CJ flipped down her helmet’s visor—stuck to which were her oversized UV glasses—and beheld the dazzling red grid of the outer electromagnetic dome. It slanted into the sky from the fifteen emplacements.
She flipped up the visor and looked more closely at the middle emplacement that was the object of the red-bellies’ assault.
Alone among the fifteen emplacements, it was accessed by a service road coming in from the north. That road ran alongside a ditch in which she could see a reinforced concrete pipe: the high-voltage main power cable.
The dragons were going directly for the source of the dome’s power.
‘Li!’ she called above the wind. ‘Where is the cable repair truck kept?’
Gripping CJ’s waist, Li replied, ‘In a loading shed inside that substation! What are you planning to do?’
‘Right now, nothing,’ CJ said.
‘Nothing? I don’t understand,’ Li said.
‘What I mean,’ CJ said, ‘is that in order for us to succeed in this battle, we first need to fail.’
CJ brought Lucky into a landing on a small hill overlooking the emplacements and from there, she, Lucky and Li watched the red-bellied black dragons assault the middle one.
The dragons worked together with almost frightening efficiency.
The masters blew acid-fire at the emplacement—or more precisely, at the soil under it, liquefying the soil. Then some king dragons stepped in and raked out the melted soil with their huge claws. Princes positioned behind them cleared that soil even further.

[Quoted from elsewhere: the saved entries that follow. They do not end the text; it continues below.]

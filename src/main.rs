use anyhow::Context;
use chrono::Utc;

use payment_watch::config::Config;
use payment_watch::{logging, pipeline};

#[tokio::main(flavor = "current_thread")]
async fn main() -> anyhow::Result<()> {
    // Install rustls crypto provider before any TLS usage
    rustls::crypto::ring::default_provider()
        .install_default()
        .expect("Failed to install rustls crypto provider");

    let log_dir = logging::log_dir_from_env();
    let _guard = logging::init(log_dir.as_deref(), "payment-watch.log");

    let config_path = Config::default_path();
    eprintln!("💸 Payment Watch v{}", env!("CARGO_PKG_VERSION"));
    eprintln!("   Config: {}", config_path.display());
    if let Some(dir) = &log_dir {
        eprintln!("   Logs: {}", dir.display());
    }

    let config = Config::load(&config_path)
        .with_context(|| format!("loading {}", config_path.display()))?;
    eprintln!(
        "   Mailbox: {}@{}:{}/{}",
        config.email.username,
        config.email.imap_server,
        config.email.imap_port,
        config.email.mailbox
    );
    eprintln!("   Banks: {}\n", config.parsing_rules.banks().len());

    let span = tracing::info_span!("poll", started_at = %Utc::now().to_rfc3339());

    match pipeline::run_once(&config, span).await {
        Ok(summary) => {
            tracing::info!(
                selected = summary.selected,
                matched = summary.matched,
                extracted = summary.extracted,
                delivered = summary.delivered,
                marked = summary.marked,
                skipped = summary.skipped_fetch,
                failed = summary.failed_delivery,
                "Run complete"
            );
            Ok(())
        }
        Err(e) => {
            tracing::error!("Run aborted: {e}");
            Err(e).context("polling mailbox")
        }
    }
}
//! Payment extraction pipeline.

pub mod attachments;
pub mod filter;
pub mod processor;
pub mod rules;
pub mod types;

pub use filter::FilterPolicy;
pub use processor::PaymentProcessor;
pub use rules::{BankRules, FieldExtractor};
pub use types::{MessageOutcome, PaymentDetails, RunSummary};

use tracing::Span;

use crate::config::Config;
use crate::error::Error;
use crate::mail::{self, ImapSession};
use crate::sinks;

/// One full polling pass: connect, process the batch, log out.
///
/// Logout is attempted even when the batch aborts.
pub async fn run_once(config: &Config, span: Span) -> Result<RunSummary, Error> {
    let extractor = FieldExtractor::new(&config.parsing_rules)?;
    let processor = PaymentProcessor::new(
        config.filtering.clone(),
        extractor,
        sinks::build_sinks(&config.notifications),
        span.clone(),
    );

    let mut session = span.in_scope(|| ImapSession::connect(&config.email))?;
    let result = processor.run(&mut session).await;
    span.in_scope(|| mail::disconnect(Some(session)));

    Ok(result?)
}
//! Per-bank field extraction rules.
//!
//! Each bank entry pairs a sender-domain list with `field → label` patterns.
//! A label is spliced unescaped in front of `\s*:\s*(.+)`, so it may carry
//! regex syntax of its own (`Valor( Pago)?`). The value is always the last
//! capture group, after any groups the label defines.
//!
//! Bank selection is a linear scan in configuration order and the first
//! entry whose domain appears in the sender wins. Two banks sharing a
//! domain therefore resolve to whichever is listed first.

use std::collections::BTreeMap;
use std::fmt;

use regex::Regex;
use serde::de::{MapAccess, Visitor};
use serde::{Deserialize, Deserializer};
use tracing::debug;

use crate::error::ExtractError;
use crate::mail::RawMessage;
use crate::pipeline::types::{PROVENANCE_FIELDS, PaymentDetails};

/// Suffix appended to every label pattern.
const VALUE_SUFFIX: &str = r"\s*:\s*(.+)";

/// One bank's configuration.
#[derive(Debug, Clone, PartialEq, Eq)]
pub struct BankProfile {
    pub id: String,
    pub sender_domains: Vec<String>,
    pub fields: BTreeMap<String, String>,
}

/// Bank profiles in the order they were configured.
#[derive(Debug, Clone, Default, PartialEq, Eq)]
pub struct BankRules {
    banks: Vec<BankProfile>,
}

impl BankRules {
    pub fn new(banks: Vec<BankProfile>) -> Self {
        Self { banks }
    }

    pub fn banks(&self) -> &[BankProfile] {
        &self.banks
    }

    pub fn is_empty(&self) -> bool {
        self.banks.is_empty()
    }
}

/// A bank entry as written in YAML: either the long form with explicit
/// domains, or a bare field map whose bank id doubles as the domain.
#[derive(Deserialize)]
#[serde(untagged)]
enum BankEntry {
    Full {
        sender_domains: Vec<String>,
        fields: BTreeMap<String, String>,
    },
    Fields(BTreeMap<String, String>),
}

impl<'de> Deserialize<'de> for BankRules {
    fn deserialize<D>(deserializer: D) -> Result<Self, D::Error>
    where
        D: Deserializer<'de>,
    {
        struct OrderedBanks;

        impl<'de> Visitor<'de> for OrderedBanks {
            type Value = BankRules;

            fn expecting(&self, f: &mut fmt::Formatter) -> fmt::Result {
                f.write_str("a map of bank id to field rules")
            }

            fn visit_map<A>(self, mut map: A) -> Result<BankRules, A::Error>
            where
                A: MapAccess<'de>,
            {
                let mut banks = Vec::new();
                while let Some((id, entry)) = map.next_entry::<String, BankEntry>()? {
                    let (sender_domains, fields) = match entry {
                        BankEntry::Full {
                            sender_domains,
                            fields,
                        } => (sender_domains, fields),
                        BankEntry::Fields(fields) => (vec![id.clone()], fields),
                    };
                    banks.push(BankProfile {
                        id,
                        sender_domains,
                        fields,
                    });
                }
                Ok(BankRules { banks })
            }
        }

        deserializer.deserialize_map(OrderedBanks)
    }
}

/// A bank profile with its field patterns compiled.
#[derive(Debug)]
struct CompiledBank {
    id: String,
    domains: Vec<String>,
    fields: Vec<(String, Regex)>,
}

/// Applies bank rules to extracted attachment text.
#[derive(Debug)]
pub struct FieldExtractor {
    banks: Vec<CompiledBank>,
}

impl FieldExtractor {
    /// Compile every label pattern up front so a bad one fails at startup.
    pub fn new(rules: &BankRules) -> Result<Self, ExtractError> {
        let mut banks = Vec::with_capacity(rules.banks.len());
        for bank in &rules.banks {
            let mut fields = Vec::with_capacity(bank.fields.len());
            for (field, label) in &bank.fields {
                if PROVENANCE_FIELDS.contains(&field.as_str()) {
                    return Err(ExtractError::ReservedField {
                        bank: bank.id.clone(),
                        field: field.clone(),
                    });
                }
                let regex = Regex::new(&format!("{label}{VALUE_SUFFIX}")).map_err(|e| {
                    ExtractError::InvalidPattern {
                        bank: bank.id.clone(),
                        field: field.clone(),
                        reason: e.to_string(),
                    }
                })?;
                fields.push((field.clone(), regex));
            }
            banks.push(CompiledBank {
                id: bank.id.clone(),
                domains: bank
                    .sender_domains
                    .iter()
                    .map(|d| d.trim().to_lowercase())
                    .filter(|d| !d.is_empty())
                    .collect(),
                fields,
            });
        }
        Ok(Self { banks })
    }

    /// Id of the first bank whose domain appears in `sender`.
    pub fn select_bank(&self, sender: &str) -> Option<&str> {
        self.find_bank(sender).map(|b| b.id.as_str())
    }

    fn find_bank(&self, sender: &str) -> Option<&CompiledBank> {
        let sender = sender.to_lowercase();
        self.banks
            .iter()
            .find(|bank| bank.domains.iter().any(|d| sender.contains(d.as_str())))
    }

    /// Extract the selected bank's fields from `text`.
    ///
    /// Unmatched fields are simply absent. The result always carries the
    /// message's provenance; callers check [`PaymentDetails::is_empty`].
    pub fn extract(&self, text: &str, message: &RawMessage) -> Result<PaymentDetails, ExtractError> {
        let bank = self
            .find_bank(&message.sender)
            .ok_or_else(|| ExtractError::NoRuleMatch {
                sender: message.sender.clone(),
            })?;

        let mut details = PaymentDetails::for_message(message);
        for (field, regex) in &bank.fields {
            if let Some(value) = regex
                .captures(text)
                .and_then(|caps| caps.get(caps.len() - 1))
                .map(|m| m.as_str().trim())
                .filter(|v| !v.is_empty())
            {
                details.fields.insert(field.clone(), value.to_string());
            } else {
                debug!(id = %message.id, bank = %bank.id, field = %field, "Field not found");
            }
        }

        Ok(details)
    }
}
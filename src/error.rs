//! Error types for payment-watch.

use std::path::PathBuf;
use std::time::Duration;

/// Top-level error type for a polling run.
#[derive(Debug, thiserror::Error)]
pub enum Error {
    #[error("Configuration error: {0}")]
    Config(#[from] ConfigError),

    #[error("Mail error: {0}")]
    Mail(#[from] MailError),

    #[error("Extraction error: {0}")]
    Extract(#[from] ExtractError),
}

/// Configuration-related errors. Always fatal, raised before any network I/O.
#[derive(Debug, thiserror::Error)]
pub enum ConfigError {
    #[error("Configuration file not found at {}", .0.display())]
    NotFound(PathBuf),

    #[error("Missing required configuration: {key}. {hint}")]
    MissingRequired { key: String, hint: String },

    #[error("Invalid configuration value for {key}: {message}")]
    InvalidValue { key: String, message: String },

    #[error("Failed to parse configuration: {0}")]
    ParseError(String),

    #[error("IO error: {0}")]
    Io(#[from] std::io::Error),
}

/// Mail store errors.
///
/// `Authentication`, `Transport` and `Search` end the run; `Fetch` and
/// `Store` are contained at the message boundary.
#[derive(Debug, thiserror::Error)]
pub enum MailError {
    #[error("Authentication failed on {server}: {reason}")]
    Authentication { server: String, reason: String },

    #[error("Transport error: {0}")]
    Transport(String),

    #[error("Search rejected by server: {0}")]
    Search(String),

    #[error("Failed to fetch message {id}: {reason}")]
    Fetch { id: String, reason: String },

    #[error("Failed to update flags on message {id}: {reason}")]
    Store { id: String, reason: String },

    #[error("Unexpected server response: {0}")]
    Protocol(String),

    #[error("Session is closed")]
    Closed,
}

impl From<std::io::Error> for MailError {
    fn from(e: std::io::Error) -> Self {
        MailError::Transport(e.to_string())
    }
}

/// Attachment decoding errors. Per-attachment: the part is skipped.
#[derive(Debug, thiserror::Error)]
pub enum DecodeError {
    #[error("Attachment is not a readable PDF: {0}")]
    NotPdf(String),

    #[error("PDF parser aborted on malformed input")]
    ParserPanicked,

    #[error("Message could not be parsed as MIME")]
    Mime,
}

/// Field extraction errors.
#[derive(Debug, thiserror::Error)]
pub enum ExtractError {
    #[error("No bank rules apply to sender {sender}")]
    NoRuleMatch { sender: String },

    #[error("Field name {bank}.{field} is reserved for message provenance")]
    ReservedField { bank: String, field: String },

    #[error("Invalid label pattern for {bank}.{field}: {reason}")]
    InvalidPattern {
        bank: String,
        field: String,
        reason: String,
    },
}

/// Notification delivery errors. Per-message: the message stays unread.
#[derive(Debug, thiserror::Error)]
pub enum DeliveryError {
    #[error("Sink {sink} failed to send: {reason}")]
    SendFailed { sink: String, reason: String },

    #[error("Sink {sink} timed out after {timeout:?}")]
    Timeout { sink: String, timeout: Duration },

    #[error("Sink {sink} rejected delivery with status {status}")]
    Rejected { sink: String, status: u16 },
}

impl DeliveryError {
    /// Classify a reqwest failure for the named sink.
    pub(crate) fn from_reqwest(sink: &str, timeout: Duration, e: reqwest::Error) -> Self {
        if e.is_timeout() {
            DeliveryError::Timeout {
                sink: sink.to_string(),
                timeout,
            }
        } else {
            DeliveryError::SendFailed {
                sink: sink.to_string(),
                reason: e.to_string(),
            }
        }
    }
}

/// Result type alias for payment-watch.
pub type Result<T> = std::result::Result<T, Error>;
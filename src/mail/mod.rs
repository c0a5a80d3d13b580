//! Mail store access: the IMAP session and the trait the pipeline drives.

pub mod imap;
pub mod message;
pub mod search;

pub use imap::{ImapSession, disconnect};
pub use message::{MessageId, RawMessage};
pub use search::SearchQuery;

use crate::error::MailError;

/// Operations the pipeline needs from a selected mailbox.
///
/// [`ImapSession`] is the real implementation; tests drive the pipeline
/// through an in-memory store.
pub trait MailStore {
    /// Run a server-side search. Zero hits is `Ok(vec![])`.
    fn search(&mut self, query: &SearchQuery) -> Result<Vec<MessageId>, MailError>;

    /// Fetch and decode one message.
    fn fetch(&mut self, id: &MessageId) -> Result<RawMessage, MailError>;

    /// Set the `\Seen` flag on one message.
    fn mark_seen(&mut self, id: &MessageId) -> Result<(), MailError>;

    /// End the session. Consumes the store, so nothing can follow it.
    fn logout(self) -> Result<(), MailError>
    where
        Self: Sized;
}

Then the masters would return and blow more fire, creating more melted soil, which would then be cleared away again. It was a digging operation.
The dragons had got a good head-start. They had already created a substantial hole in front of the middle emplacement. It must have been four storeys, or forty feet, deep.
After a little more digging, the emplacement’s foundations were exposed: a thick wall of grey concrete. The master dragons turned their fire on the foundations.
The two masters blew matching tongues of fire at the concrete foundations, softening them, before four red-bellied emperors did their part by flying in and flinging some buses and trucks right at the exposed foundations.
The vehicles slammed into the concrete foundations, chipping away at them, cracking them.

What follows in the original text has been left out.